Fundador da casa, Henrique França
nega todas acusações contra a unidade, como violação de
correspondências. "Esse relatório é alimentado por uma ideologia
tendenciosa. Quem fez essa vistoria é anti-religião e anti-família",
disse. Também afirmou que a unidade passa por vistorias mensais feitas
pelo governo do Distrito Federal.
Entidades contratadas pelo
governo são obrigadas a oferecer um Plano de Atendimento Singular (PAS),
em que são registrados o histórico, os dados e o planejamento da saída
do acolhido com a anuência voluntária do próprio ou de familiares. O
acolhimento pode se estender por até 12 meses consecutivos ou
intercalados, no intervalo de 24 meses.
Para Kurlander, da
Federação Brasileira de Comunidades Terapêuticas, um dos principais
trunfos do modelo é, ante a escassez de equipamentos públicos, ter uma
capilaridade muito maior que a rede pública de saúde, principalmente em
municípios menores e zonas rurais.
Já Rogério Giannini, presidente
do Conselho Federal de Psicologia, afirma que as comunidades
terapêuticas trabalham de forma intuitiva - ou seja, não há métodos
científicos ou médicos. "A religiosidade é imposta às pessoas.
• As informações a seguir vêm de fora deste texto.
//! Vanilla CFR over the history tree.
//!
//! One call to [`VanillaCfr::solve`] walks the whole tree for a single
//! optimizing player, returns that player's counterfactual value at the
//! node, and updates the player's own tallies in place.
//!
//! `pi_values` holds one reach probability per non-chance player. Chance
//! probability is folded into every other player's entry, so
//! [`inverse_pi`] for the optimizing player includes chance.

use rayon::prelude::*;

use crate::cfr::game::ActionCode;
use crate::cfr::policy::{action_probabilities, ActionStrategy};
use crate::cfr::trace::{DecisionTrace, NoTrace, TraceSink};
use crate::cfr::tree::{HistoryNode, HistoryTree, NodeId};

/// Default minimum chance fan-out before the chance layer goes parallel.
pub const DEFAULT_PARALLEL_MIN_ACTIONS: usize = 4;

/// The vanilla CFR iterator bound to one tree.
pub struct VanillaCfr<'a> {
    tree: &'a HistoryTree,
    pruning_threshold: f64,
    parallel: bool,
    parallel_min_actions: usize,
    trace: &'a dyn TraceSink,
}

impl<'a> VanillaCfr<'a> {
    /// Sequential iterator without tracing.
    pub fn new(tree: &'a HistoryTree, pruning_threshold: f64) -> Self {
        Self {
            tree,
            pruning_threshold,
            parallel: false,
            parallel_min_actions: DEFAULT_PARALLEL_MIN_ACTIONS,
            trace: &NoTrace,
        }
    }

    /// Builder method: evaluate chance nodes with at least `min_actions`
    /// actions on the rayon pool.
    pub fn with_parallelism(mut self, enabled: bool, min_actions: usize) -> Self {
        self.parallel = enabled;
        self.parallel_min_actions = min_actions;
        self
    }

    /// Builder method: send per-node events to `trace`.
    pub fn with_trace(mut self, trace: &'a dyn TraceSink) -> Self {
        self.trace = trace;
        self
    }

    /// Counterfactual value of `node` for `optimizing_player`, updating that
    /// player's cumulative regrets and strategies along the way.
    pub fn solve(&self, node: NodeId, optimizing_player: usize, pi_values: &[f64], use_pruning: bool) -> f64 {
        self.solve_at(node, optimizing_player, pi_values, use_pruning, 1)
    }

    fn solve_at(
        &self,
        node: NodeId,
        optimizing_player: usize,
        pi_values: &[f64],
        use_pruning: bool,
        depth: usize,
    ) -> f64 {
        self.trace.node_entered(node, depth);
        if use_pruning && pi_values.iter().all(|&p| p == 0.0) {
            return 0.0;
        }

        match self.tree.node(node) {
            HistoryNode::Leaf { utilities } => utilities[optimizing_player],
            HistoryNode::Chance { chance, children } => {
                let value_of = |i: usize| -> f64 {
                    let action = i as ActionCode + 1;
                    let probability = chance.probability(action);
                    match children[i] {
                        Some(child) if probability > 0.0 => {
                            let next = next_pi_values(pi_values, optimizing_player, probability, true);
                            probability * self.solve_at(child, optimizing_player, &next, use_pruning, depth + 1)
                        }
                        _ => 0.0,
                    }
                };
                if self.parallel && children.len() >= self.parallel_min_actions {
                    (0..children.len()).into_par_iter().map(value_of).sum()
                } else {
                    (0..children.len()).map(value_of).sum()
                }
            }
            HistoryNode::Decision {
                decision_index,
                tally,
                children,
            } => {
                let decision = self.tree.decision(*decision_index);
                let tally = self.tree.tallies().get(*tally);
                let player = tally.player();
                let forced = decision.always_do_action.is_some();
                let is_optimizing = player == optimizing_player;

                let policy = if use_pruning {
                    ActionStrategy::RegretMatchingWithPruning
                } else {
                    ActionStrategy::RegretMatching
                };
                let mut probs = vec![0.0; children.len()];
                action_probabilities(policy, decision, tally, self.pruning_threshold, &mut probs);

                // The optimizing player needs a value for every action to
                // compute regrets; opponents' zero-probability actions
                // contribute nothing.
                let mut action_values = vec![0.0; children.len()];
                let mut expected_value = 0.0;
                for (i, child) in children.iter().enumerate() {
                    let probability = probs[i];
                    let evaluate = if is_optimizing && !forced {
                        true
                    } else {
                        probability > 0.0
                    };
                    let Some(child) = child else { continue };
                    if !evaluate {
                        continue;
                    }
                    let next = next_pi_values(pi_values, player, probability, false);
                    let value = self.solve_at(*child, optimizing_player, &next, use_pruning, depth + 1);
                    action_values[i] = value;
                    expected_value += probability * value;
                }

                if is_optimizing && !forced {
                    let inverse = inverse_pi(pi_values, player);
                    let own = pi_values[player];
                    for (i, (&value, &probability)) in action_values.iter().zip(&probs).enumerate() {
                        let action = i as ActionCode + 1;
                        tally.increment_cumulative_regret(action, inverse * (value - expected_value));
                        tally.increment_cumulative_strategy(action, own * probability);
                    }
                }

                self.trace.decision_evaluated(&DecisionTrace {
                    node,
                    depth,
                    player,
                    optimizing_player,
                    signature: tally.signature(),
                    probabilities: &probs,
                    action_values: &action_values,
                    expected_value,
                });
                expected_value
            }
        }
    }
}

/// Reach probabilities after `player` (or chance, on behalf of `player`)
/// takes an action with `probability`.
///
/// With `change_other_players` every entry except `player`'s is scaled;
/// otherwise only `player`'s entry is.
pub fn next_pi_values(pi_values: &[f64], player: usize, probability: f64, change_other_players: bool) -> Vec<f64> {
    pi_values
        .iter()
        .enumerate()
        .map(|(i, &pi)| {
            if (i == player) != change_other_players {
                pi * probability
            } else {
                pi
            }
        })
        .collect()
}

/// Product of every reach probability except `player`'s.
pub fn inverse_pi(pi_values: &[f64], player: usize) -> f64 {
    pi_values
        .iter()
        .enumerate()
        .filter(|&(i, _)| i != player)
        .map(|(_, &pi)| pi)
        .product()
}
//! Hand-built trees shared by the integration tests.

#![allow(dead_code)]

use cfr_equilibrium::cfr::{ActionCode, Decision, GamePath, HistoryTree, PathStep, StepKind};

pub fn player_step(decision_index: usize, action: ActionCode, player: usize, signature: &str) -> PathStep {
    PathStep {
        decision_index,
        action,
        kind: StepKind::Player {
            player,
            signature: signature.to_string(),
        },
    }
}

pub fn chance_step(decision_index: usize, action: ActionCode, probabilities: Option<Vec<f64>>) -> PathStep {
    PathStep {
        decision_index,
        action,
        kind: StepKind::Chance { probabilities },
    }
}

/// One equal-probability chance decision with three leaves worth 1, 2, 3.
pub fn single_chance_tree() -> HistoryTree {
    let decisions = vec![Decision::chance("roll", 0, 3)];
    let paths = (1..=3).map(|a| GamePath {
        steps: vec![chance_step(0, a, None)],
        utilities: vec![a as f64],
    });
    HistoryTree::from_paths(1, decisions, paths).unwrap()
}

/// P0 payoff for the three-move game below, indexed `[a][b][c]`.
pub const THREE_MOVE_PAYOFFS: [[[f64; 2]; 2]; 2] = [[[4.0, 0.0], [-2.0, 1.0]], [[1.0, 3.0], [1.0, 0.0]]];

/// P0 moves (depth 1), P1 moves without seeing it (depth 2), then P0 moves
/// again remembering only its own first move (depth 3). Zero-sum.
pub fn three_move_tree() -> HistoryTree {
    let decisions = vec![
        Decision::player("open", 0, 0, 2),
        Decision::player("reply", 1, 1, 2),
        Decision::player("close", 2, 0, 2),
    ];
    let mut paths = Vec::new();
    for a in 1..=2u8 {
        for b in 1..=2u8 {
            for c in 1..=2u8 {
                let u = THREE_MOVE_PAYOFFS[a as usize - 1][b as usize - 1][c as usize - 1];
                paths.push(GamePath {
                    steps: vec![
                        player_step(0, a, 0, "open"),
                        player_step(1, b, 1, "reply"),
                        player_step(2, c, 0, &format!("close{}", a)),
                    ],
                    utilities: vec![u, -u],
                });
            }
        }
    }
    HistoryTree::from_paths(2, decisions, paths).unwrap()
}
Raramente
existe tratamento individualizado ou projeto terapêutico para cada
paciente", diz.
Ele também critica a falta de fiscalização e
estudos sobre a efetividade dos tratamentos oferecidos. "Não há qualquer
estudo do governo para medir o impacto e efetividade desses
tratamentos. Não há nada que aponte quais comunidades produziram
resultados. É uma política baseada em preceitos religiosos, intuição e
ideologia."
Questionado, o Ministério da Cidadania não soube
informar qual é a taxa média de recaída dos dependentes químicos em
comunidades terapêuticas financiadas pelo governo federal.
Terapia do trabalho
Pesquisa do
Ipea mostrou que 92,9% das comunidades terapêuticas do país usam a
laborterapia como método do tratamento. O documento do MPF e do CFP
também aponta que várias casas utilizam ex-internos na monitoria dos
dependentes químicos - e parte delas não remunera esses funcionários.
Na
comunidade Salve a Si, por exemplo, "houve relatos de uma carga de
trabalho por um período de duas horas e meia diárias, no entanto, muitos
trabalhavam além desse horário", segundo o relatório dos inspetores.
"Uma
pessoa estava lá há dois anos com a justificativa de ter se tornado um
voluntário trabalhador da casa, porém, sem receber salário e com direito
somente a uma ajuda de custo". A entidade nega a acusação, dizendo que
houve um engano por parte dos fiscais.
Já na Esquadrão da Vida,
dois monitores sem formação em saúde são os responsáveis pelo local.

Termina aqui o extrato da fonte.